Dating the commencement of the U.S. War in Afghanistan from the first entry of American troops into the country on Oct. 7, 2001, the war has now lasted longer than the failed Soviet effort of the 1980s. And at last weekend's NATO summit, the U.S. government committed to continue fighting in Afghanistan at least through 2014, with one senior American official calling even that possible withdrawal date "aspirational."
Opponents of continuing the large-scale, American-led counterinsurgency effort in Afghanistan cite the failure of the Soviet military to suppress the Afghan insurgency in the 1980s as evidence that the United States will encounter similar difficulties today. There are certainly some unfortunate similarities. For example, the Soviet Union tried to transform Afghanistan into a socialist state and viewed the war through its Marxist-Leninist ideology. They therefore never understood the appeal of the Mujahideen opposition, which supported what the Soviets considered reactionary policies. Similarly, some U.S. officials had initially hoped to reconstruct Afghanistan along Western liberal democratic lines in ways that might not have properly reflected local conditions.

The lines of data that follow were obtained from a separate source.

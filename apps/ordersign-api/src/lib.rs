//! Order approval API
//!
//! Staff submit document orders; designated approvers sign them. Each
//! accepted signature is stamped into the order's PDF, the signed revision
//! is stored, and the order's status follows its signature count.

pub mod error;
pub mod handlers;
pub mod models;
pub mod orders;
pub mod signing;
pub mod state;
pub mod storage;

use axum::{
    routing::{delete, get, post},
    Router,
};
use state::AppState;
use std::sync::Arc;

/// Build the application router. Middleware is layered on by the caller.
pub fn build_router(state: Arc<AppState>) -> Router {
    Router::new()
        // Health check
        .route("/health", get(handlers::health))
        // Profiles
        .route(
            "/api/profiles",
            post(handlers::create_profile).get(handlers::list_profiles),
        )
        // Orders
        .route(
            "/api/orders",
            post(handlers::create_order).get(handlers::list_orders),
        )
        .route("/api/orders/:id", delete(handlers::delete_order))
        .route("/api/orders/:id/signatures", post(handlers::sign_order))
        .route("/api/orders/:id/reject", post(handlers::reject_order))
        // Artifact delivery
        .route("/storage/documents/*key", get(handlers::get_artifact))
        .with_state(state)
}
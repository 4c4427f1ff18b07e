// ABOUTME: Collapses multi-turn ChatMessage sequences into the single-turn upstream prompt
// ABOUTME: Emits "role:\ncontent" blocks joined by blank lines, skipping empty messages
//
// SPDX-License-Identifier: Apache-2.0
// Copyright (c) 2026 dravr.ai

use tracing::debug;

use crate::types::ChatMessage;

/// Flatten a conversation into the single prompt string the upstream accepts
///
/// Each message with non-blank content becomes `"<role>:\n<content>\n\n"`;
/// the blocks are then joined with `"\n\n"`. Messages whose content is
/// blank are dropped entirely.
#[must_use]
pub fn flatten_messages(messages: &[ChatMessage]) -> String {
    let parts: Vec<String> = messages
        .iter()
        .filter(|m| !m.content.trim().is_empty())
        .map(|m| format!("{}:\n{}\n\n", m.role.as_str(), m.content))
        .collect();
    let prompt = parts.join("\n\n");
    debug!(
        message_count = messages.len(),
        kept = parts.len(),
        prompt_len = prompt.len(),
        "Flattened conversation into single-turn prompt"
    );
    prompt
}

#[cfg(test)]
mod tests {
    use super::*;

    #[test]
    fn single_user_message() {
        let prompt = flatten_messages(&[ChatMessage::user("Hello")]);
        assert_eq!(prompt, "user:\nHello\n\n");
    }

    #[test]
    fn multi_turn_joins_with_blank_lines() {
        let prompt = flatten_messages(&[
            ChatMessage::system("Be brief"),
            ChatMessage::user("Hi"),
            ChatMessage::assistant("Hello!"),
            ChatMessage::user("Bye"),
        ]);
        assert_eq!(
            prompt,
            "system:\nBe brief\n\n\n\nuser:\nHi\n\n\n\nassistant:\nHello!\n\n\n\nuser:\nBye\n\n"
        );
    }

    #[test]
    fn blank_messages_are_skipped() {
        let prompt = flatten_messages(&[ChatMessage::assistant("  "), ChatMessage::user("Q")]);
        assert_eq!(prompt, "user:\nQ\n\n");
    }

    #[test]
    fn empty_conversation_flattens_to_nothing() {
        assert!(flatten_messages(&[]).is_empty());
    }
}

Some opponents of the current U.S. military effort favor a complete and rapid American military withdrawal, but most advocate a more-limited American military operation focused on counterterrorism operations. This counterterrorism approach would rely mostly on attacks by U.S. unmanned aerial vehicles against suspected terrorists in Afghanistan and Pakistan as well as limited Special Forces operations in those countries. But U.S. troops would avoid fighting Taliban forces whose goals remained limited to overthrowing the Afghan government.